Georgia Bulletin

The Newspaper of the Catholic Archdiocese of Atlanta

Atlanta

Cancer Home Doing Christ’s Work, Archbishop Says

By ERIKA ANDERSON, Staff Writer | Published May 5, 2005

Quietly he walked over to each one of them. They showed him pictures of their families. They shook his hand. They told him about their experiences in the war. Some were too weak to get out of bed. Others sat up and joked with him. And one by one, he blessed them all.

Archbishop Wilton D. Gregory made his first visit to Our Lady of Perpetual Help Cancer Home to celebrate Mass and visit with the patients April 19.

Just hours before the announcement of the election of Pope Benedict XVI, the archbishop celebrated a simple Mass for the Hawthorne Dominican sisters who run the home and a handful of volunteers and patients.

In his homily, Archbishop Gregory expressed his delight in celebrating with the sisters.

“I myself was taught by the Adrian Dominicans, so I am a Dominican product. I’m glad to claim them, and I hope they’re not too embarrassed to claim me,” he joked.

He spoke of the people in Scripture whose names had changed after their conversions. That name change represented a “new reality.” To take on the name “Christian” also signifies a new reality, he said.

“I wonder how many people would call us Christians, just by the way we live our lives?” Archbishop Gregory asked. “Obviously in the work in this house, in this community, people who are not Catholic, who are not even Christian, would see in this house, in the caring of the critically ill, an expression of faith and kindness.”
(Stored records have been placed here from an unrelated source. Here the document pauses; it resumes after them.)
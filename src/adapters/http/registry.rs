//! In-memory registry of open sessions.
//!
//! Each session sits behind its own mutex, so requests for different
//! sessions never contend and requests for one session are serialized.
//! Sessions idle for longer than the timeout are dropped along with their
//! dataset and exports, either lazily on lookup or by [`SessionRegistry::sweep`].

use std::collections::HashMap;
use std::sync::{Arc, Mutex, MutexGuard, PoisonError, RwLock};
use std::time::{Duration, Instant};

use thiserror::Error;

use crate::domain::foundation::SessionId;
use crate::domain::session::SessionContext;

pub type SharedSession = Arc<Mutex<SessionContext>>;

pub const DEFAULT_IDLE_TIMEOUT: Duration = Duration::from_secs(30 * 60);
pub const DEFAULT_MAX_SESSIONS: usize = 1_000;

#[derive(Debug, Clone, PartialEq, Eq, Error)]
pub enum RegistryError {
    #[error("Session limit of {0} reached")]
    Full(usize),
}

struct Entry {
    context: SharedSession,
    last_seen: Instant,
}

impl Entry {
    fn is_idle(&self, now: Instant, timeout: Duration) -> bool {
        now.duration_since(self.last_seen) >= timeout
    }
}

pub struct SessionRegistry {
    sessions: RwLock<HashMap<SessionId, Entry>>,
    idle_timeout: Duration,
    max_sessions: usize,
}

impl Default for SessionRegistry {
    fn default() -> Self {
        Self::new(DEFAULT_IDLE_TIMEOUT, DEFAULT_MAX_SESSIONS)
    }
}

impl SessionRegistry {
    pub fn new(idle_timeout: Duration, max_sessions: usize) -> Self {
        Self {
            sessions: RwLock::new(HashMap::new()),
            idle_timeout,
            max_sessions,
        }
    }

    /// Opens a fresh anonymous session.
    ///
    /// # Errors
    ///
    /// Returns `Full` when `max_sessions` are still live after dropping idle ones.
    pub fn open(&self) -> Result<SessionId, RegistryError> {
        let mut sessions = self.sessions.write().unwrap_or_else(PoisonError::into_inner);
        if sessions.len() >= self.max_sessions {
            let now = Instant::now();
            sessions.retain(|_, entry| !entry.is_idle(now, self.idle_timeout));
            if sessions.len() >= self.max_sessions {
                tracing::warn!(limit = self.max_sessions, "Session limit reached");
                return Err(RegistryError::Full(self.max_sessions));
            }
        }

        let id = SessionId::new();
        sessions.insert(
            id,
            Entry {
                context: Arc::new(Mutex::new(SessionContext::new(id))),
                last_seen: Instant::now(),
            },
        );
        tracing::info!(session_id = %id, "Session opened");
        Ok(id)
    }

    /// Looks a session up and marks it as active. Idle sessions are dropped.
    pub fn get(&self, id: &SessionId) -> Option<SharedSession> {
        let mut sessions = self.sessions.write().unwrap_or_else(PoisonError::into_inner);
        let now = Instant::now();
        if sessions.get(id)?.is_idle(now, self.idle_timeout) {
            sessions.remove(id);
            tracing::info!(session_id = %id, "Session expired");
            return None;
        }
        let entry = sessions.get_mut(id)?;
        entry.last_seen = now;
        Some(entry.context.clone())
    }

    /// Ends a session. Returns `false` if it was not open.
    pub fn close(&self, id: &SessionId) -> bool {
        let removed = self
            .sessions
            .write()
            .unwrap_or_else(PoisonError::into_inner)
            .remove(id)
            .is_some();
        if removed {
            tracing::info!(session_id = %id, "Session closed");
        }
        removed
    }

    /// Drops every idle session, returning how many were removed.
    pub fn sweep(&self) -> usize {
        let mut sessions = self.sessions.write().unwrap_or_else(PoisonError::into_inner);
        let before = sessions.len();
        let now = Instant::now();
        sessions.retain(|_, entry| !entry.is_idle(now, self.idle_timeout));
        let removed = before - sessions.len();
        if removed > 0 {
            tracing::debug!(removed, remaining = sessions.len(), "Idle sessions swept");
        }
        removed
    }

    pub fn len(&self) -> usize {
        self.sessions
            .read()
            .unwrap_or_else(PoisonError::into_inner)
            .len()
    }

    pub fn is_empty(&self) -> bool {
        self.len() == 0
    }
}

/// Locks a session. A panic mid-render leaves the context usable.
pub fn lock(session: &Mutex<SessionContext>) -> MutexGuard<'_, SessionContext> {
    session.lock().unwrap_or_else(PoisonError::into_inner)
}
//! CSV export of a report's primary table.

use crate::domain::foundation::DomainError;
use crate::domain::report::{ExportFormat, Report, Table};
use crate::ports::ReportExporter;

use super::ExportError;

#[derive(Debug, Default, Clone, Copy)]
pub struct CsvReportExporter;

impl CsvReportExporter {
    pub fn new() -> Self {
        Self
    }
}

pub(crate) fn table_to_csv(table: &Table) -> Result<Vec<u8>, ExportError> {
    let mut writer = csv::Writer::from_writer(Vec::new());
    writer.write_record(&table.headers)?;
    for row in &table.rows {
        writer.write_record(row)?;
    }
    writer
        .into_inner()
        .map_err(|e| ExportError::Buffer(e.to_string()))
}

impl ReportExporter for CsvReportExporter {
    fn format(&self) -> ExportFormat {
        ExportFormat::Csv
    }

    fn render(&self, report: &Report) -> Result<Vec<u8>, DomainError> {
        let table = report
            .primary_table()
            .ok_or_else(|| ExportError::NothingToExport(report.title.clone()))?;
        Ok(table_to_csv(table)?)
    }
}

#[cfg(test)]
mod tests {
    use super::*;
    use crate::domain::foundation::ErrorCode;

    #[test]
    fn writes_headers_then_rows() {
        let mut table = Table::new("Pareto", &["Category", "Value"]);
        table.push_row(vec!["Scratch, deep".into(), "50".into()]);
        let report = Report::new("Pareto").with_table(table);

        let bytes = CsvReportExporter::new().render(&report).unwrap();
        let text = String::from_utf8(bytes).unwrap();
        assert_eq!(text, "Category,Value\n\"Scratch, deep\",50\n");
    }

    #[test]
    fn report_without_table_is_rejected() {
        let err = CsvReportExporter::new()
            .render(&Report::new("Empty"))
            .unwrap_err();
        assert_eq!(err.code, ErrorCode::ValidationFailed);
    }
}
“The work in this house is sufficient to give you the name ‘Christian,’” he said. “I’m grateful to the sisters who are here doing the work that Christ would do.”
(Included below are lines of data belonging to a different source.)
//! Ishikawa (fishbone) cause-and-effect graph.

use serde::{Deserialize, Serialize};
use std::fmt::Write;

use crate::domain::foundation::ValidationError;
use crate::domain::report::{Chart, GraphSpec, Report, Table};

/// Maximum "why" drill-downs per cause.
pub const MAX_WHYS: usize = 5;

#[derive(Debug, Clone, Copy, PartialEq, Eq, Hash, Serialize, Deserialize)]
#[serde(rename_all = "snake_case")]
pub enum CauseCategory {
    Methods,
    Machinery,
    Labor,
    Materials,
    Environment,
}

impl CauseCategory {
    pub const ALL: [CauseCategory; 5] = [
        CauseCategory::Methods,
        CauseCategory::Machinery,
        CauseCategory::Labor,
        CauseCategory::Materials,
        CauseCategory::Environment,
    ];

    pub fn label(&self) -> &'static str {
        match self {
            CauseCategory::Methods => "Methods",
            CauseCategory::Machinery => "Machinery",
            CauseCategory::Labor => "Labor",
            CauseCategory::Materials => "Materials",
            CauseCategory::Environment => "Environment",
        }
    }

    pub fn color(&self) -> &'static str {
        match self {
            CauseCategory::Methods => "#FF9999",
            CauseCategory::Machinery => "#99FF99",
            CauseCategory::Labor => "#9999FF",
            CauseCategory::Materials => "#FFFF99",
            CauseCategory::Environment => "#FF99FF",
        }
    }

    fn index(&self) -> usize {
        match self {
            CauseCategory::Methods => 0,
            CauseCategory::Machinery => 1,
            CauseCategory::Labor => 2,
            CauseCategory::Materials => 3,
            CauseCategory::Environment => 4,
        }
    }
}

#[derive(Debug, Clone, PartialEq, Eq, Serialize, Deserialize)]
pub struct Cause {
    pub text: String,
    /// Ordered drill-downs, at most [`MAX_WHYS`].
    pub whys: Vec<String>,
}

/// Effect plus causes under the five fixed categories. Append-only.
#[derive(Debug, Clone, PartialEq, Eq, Serialize, Deserialize)]
pub struct CausesGraph {
    effect: String,
    branches: [Vec<Cause>; 5],
}

impl Default for CausesGraph {
    fn default() -> Self {
        Self::new("Effect")
    }
}

impl CausesGraph {
    pub fn new(effect: impl Into<String>) -> Self {
        Self {
            effect: effect.into(),
            branches: Default::default(),
        }
    }

    pub fn effect(&self) -> &str {
        &self.effect
    }

    pub fn set_effect(&mut self, effect: impl Into<String>) -> Result<(), ValidationError> {
        let effect = effect.into();
        if effect.trim().is_empty() {
            return Err(ValidationError::empty_field("effect"));
        }
        self.effect = effect.trim().to_string();
        Ok(())
    }

    /// Appends a cause; blank whys are dropped before the limit is checked.
    pub fn add_cause(
        &mut self,
        category: CauseCategory,
        cause: &str,
        whys: &[String],
    ) -> Result<(), ValidationError> {
        let cause = cause.trim();
        if cause.is_empty() {
            return Err(ValidationError::empty_field("cause"));
        }
        let whys: Vec<String> = whys
            .iter()
            .map(|w| w.trim())
            .filter(|w| !w.is_empty())
            .map(str::to_string)
            .collect();
        if whys.len() > MAX_WHYS {
            return Err(ValidationError::out_of_range(
                "whys",
                0,
                MAX_WHYS as i64,
                whys.len() as i64,
            ));
        }
        self.branches[category.index()].push(Cause {
            text: cause.to_string(),
            whys,
        });
        Ok(())
    }

    pub fn causes(&self, category: CauseCategory) -> &[Cause] {
        &self.branches[category.index()]
    }

    pub fn cause_count(&self) -> usize {
        self.branches.iter().map(Vec::len).sum()
    }

    pub fn is_empty(&self) -> bool {
        self.cause_count() == 0
    }

    /// Graphviz rendering: why → cause → category → effect.
    pub fn to_dot(&self) -> String {
        let mut dot = String::new();
        let _ = writeln!(dot, "digraph ishikawa {{");
        let _ = writeln!(dot, "  rankdir=RL;");
        let _ = writeln!(
            dot,
            "  \"effect\" [label=\"{}\", shape=box, style=filled, fillcolor=\"#D3D3D3\"];",
            escape(&self.effect)
        );
        for category in CauseCategory::ALL {
            let causes = self.causes(category);
            if causes.is_empty() {
                continue;
            }
            let cat_id = category.label();
            let color = category.color();
            let _ = writeln!(
                dot,
                "  \"{cat_id}\" [label=\"{cat_id}\", shape=ellipse, style=filled, fillcolor=\"{color}\"];"
            );
            let _ = writeln!(dot, "  \"{cat_id}\" -> \"effect\";");
            for (i, cause) in causes.iter().enumerate() {
                let cause_id = format!("{cat_id}/{i}");
                let _ = writeln!(
                    dot,
                    "  \"{cause_id}\" [label=\"{}\", shape=box, style=filled, fillcolor=\"{color}\"];",
                    escape(&cause.text)
                );
                let _ = writeln!(dot, "  \"{cause_id}\" -> \"{cat_id}\";");
                for (j, why) in cause.whys.iter().enumerate() {
                    let why_id = format!("{cause_id}/why{j}");
                    let _ = writeln!(
                        dot,
                        "  \"{why_id}\" [label=\"{}\", shape=note];",
                        escape(why)
                    );
                    let _ = writeln!(dot, "  \"{why_id}\" -> \"{cause_id}\";");
                }
            }
        }
        dot.push('}');
        dot.push('\n');
        dot
    }

    /// Flattened (category, cause, why-chain) rows, optionally for one category.
    pub fn summary_table(&self, filter: Option<CauseCategory>) -> Table {
        let mut table = Table::new("Causes", &["Category", "Cause", "Whys"]);
        for category in CauseCategory::ALL {
            if filter.is_some_and(|f| f != category) {
                continue;
            }
            for cause in self.causes(category) {
                table.push_row(vec![
                    category.label().to_string(),
                    cause.text.clone(),
                    cause.whys.join(" → "),
                ]);
            }
        }
        table
    }

    pub fn to_report(&self, filter: Option<CauseCategory>) -> Report {
        let mut lines = vec![format!("Effect under analysis: {}", self.effect)];
        for category in CauseCategory::ALL {
            let n = self.causes(category).len();
            if n > 0 {
                lines.push(format!("{}: {} cause(s)", category.label(), n));
            }
        }
        Report::new("Ishikawa diagram")
            .with_chart(Chart::Graph(GraphSpec {
                title: format!("Causes of {}", self.effect),
                dot: self.to_dot(),
            }))
            .with_table(self.summary_table(filter))
            .with_interpretation(lines)
    }
}

fn escape(label: &str) -> String {
    label.replace('\\', "\\\\").replace('"', "\\\"")
}

#[cfg(test)]
mod tests {
    use super::*;

    fn whys(items: &[&str]) -> Vec<String> {
        items.iter().map(|s| s.to_string()).collect()
    }

    #[test]
    fn add_cause_filters_blank_whys() {
        let mut graph = CausesGraph::new("Late deliveries");
        graph
            .add_cause(CauseCategory::Methods, "No standard route", &whys(&["Old plan", " ", ""]))
            .unwrap();
        assert_eq!(graph.causes(CauseCategory::Methods)[0].whys, whys(&["Old plan"]));
    }

    #[test]
    fn add_cause_rejects_empty_cause_and_too_many_whys() {
        let mut graph = CausesGraph::default();
        assert!(graph.add_cause(CauseCategory::Labor, "  ", &[]).is_err());
        let six = whys(&["1", "2", "3", "4", "5", "6"]);
        assert!(graph.add_cause(CauseCategory::Labor, "Fatigue", &six).is_err());
        assert!(graph.is_empty());
    }

    #[test]
    fn dot_links_only_populated_categories() {
        let mut graph = CausesGraph::new("Scrap \"rate\"");
        graph
            .add_cause(CauseCategory::Machinery, "Worn tool", &whys(&["No maintenance"]))
            .unwrap();
        let dot = graph.to_dot();
        assert!(dot.contains("\"Machinery\" -> \"effect\";"));
        assert!(dot.contains("\"Machinery/0\" -> \"Machinery\";"));
        assert!(dot.contains("\"Machinery/0/why0\" -> \"Machinery/0\";"));
        assert!(dot.contains("#99FF99"));
        assert!(!dot.contains("\"Methods\" -> \"effect\""));
        assert!(dot.contains("Scrap \\\"rate\\\""));
    }

    #[test]
    fn summary_table_can_filter_by_category() {
        let mut graph = CausesGraph::new("Defects");
        graph
            .add_cause(CauseCategory::Materials, "Moisture", &whys(&["Storage", "No cover"]))
            .unwrap();
        graph.add_cause(CauseCategory::Environment, "Heat", &[]).unwrap();

        let all = graph.summary_table(None);
        assert_eq!(all.rows.len(), 2);
        assert_eq!(all.rows[0][2], "Storage → No cover");

        let only = graph.summary_table(Some(CauseCategory::Environment));
        assert_eq!(only.rows, vec![vec!["Environment".to_string(), "Heat".to_string(), String::new()]]);
    }

    #[test]
    fn set_effect_requires_text() {
        let mut graph = CausesGraph::default();
        assert!(graph.set_effect(" ").is_err());
        graph.set_effect("Downtime").unwrap();
        assert_eq!(graph.effect(), "Downtime");
    }
}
Following the Mass, where prayers were offered for the election of a new pope, the archbishop joked and posed for photos with the sisters, who then led him down the corridors to the patients’ rooms. He shook each patient’s hand, or simply laid a hand on his or her head in a gesture of blessing. One patient flipped through his scrapbook, showing the archbishop photos of himself in World War II.
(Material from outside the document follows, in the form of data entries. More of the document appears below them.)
//! User module - accounts gating access to the analysis tools.
//!
//! # Domain Invariants
//!
//! 1. `username` is unique across the user file
//! 2. Email addresses are unique (case-insensitive)
//! 3. Records are never deleted; only `last_login` changes after creation
//! 4. Passwords are stored only as salted one-way hashes

mod errors;
mod record;
mod registration;

pub use errors::{AuthError, RegistrationError, RegistrationIssue};
pub use record::UserRecord;
pub use registration::{
    is_valid_email, password_issues, RegistrationForm, MIN_PASSWORD_LEN, MIN_USERNAME_LEN,
};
Archbishop Gregory also met the many staff members and volunteers of the home.

“Thank you for being such a faithful volunteer,” he told one woman named Gladys.

Kim Rigdon has served as OLPH’s bookkeeper for the past two and a half years. A parishioner of Prince of Peace Church in Buford, she said that she is uplifted by her time at OLPH.

“I love it. I love to be here,” she said. “For a hospice environment where patients are terminally ill, it’s such a joyous, happy place. You really feel the peace of God here.”

Rigdon’s husband, Bill, serves as the Web master and computer consultant for the home and admits he was a “sickness and death phobe” before becoming involved at OLPH.

“It sounds strange, but this place has really helped me lose my fear of death. I’ve learned that death is a part of life, and that it’s a grand gateway into the next life,” he said. “There is an excellent group of sisters here. They’ve really opened my eyes.”

Sister Miriam Smith, OP, superior of the home, said that they felt “quite honored” that the archbishop had made time in his schedule to visit the home.

“The staff, the patients, everyone was really excited to have him here. It’s an exciting day,” she said. “It’s really a simple, quiet kind of thing that we wanted to do. We wanted to welcome him into our home and into our family.”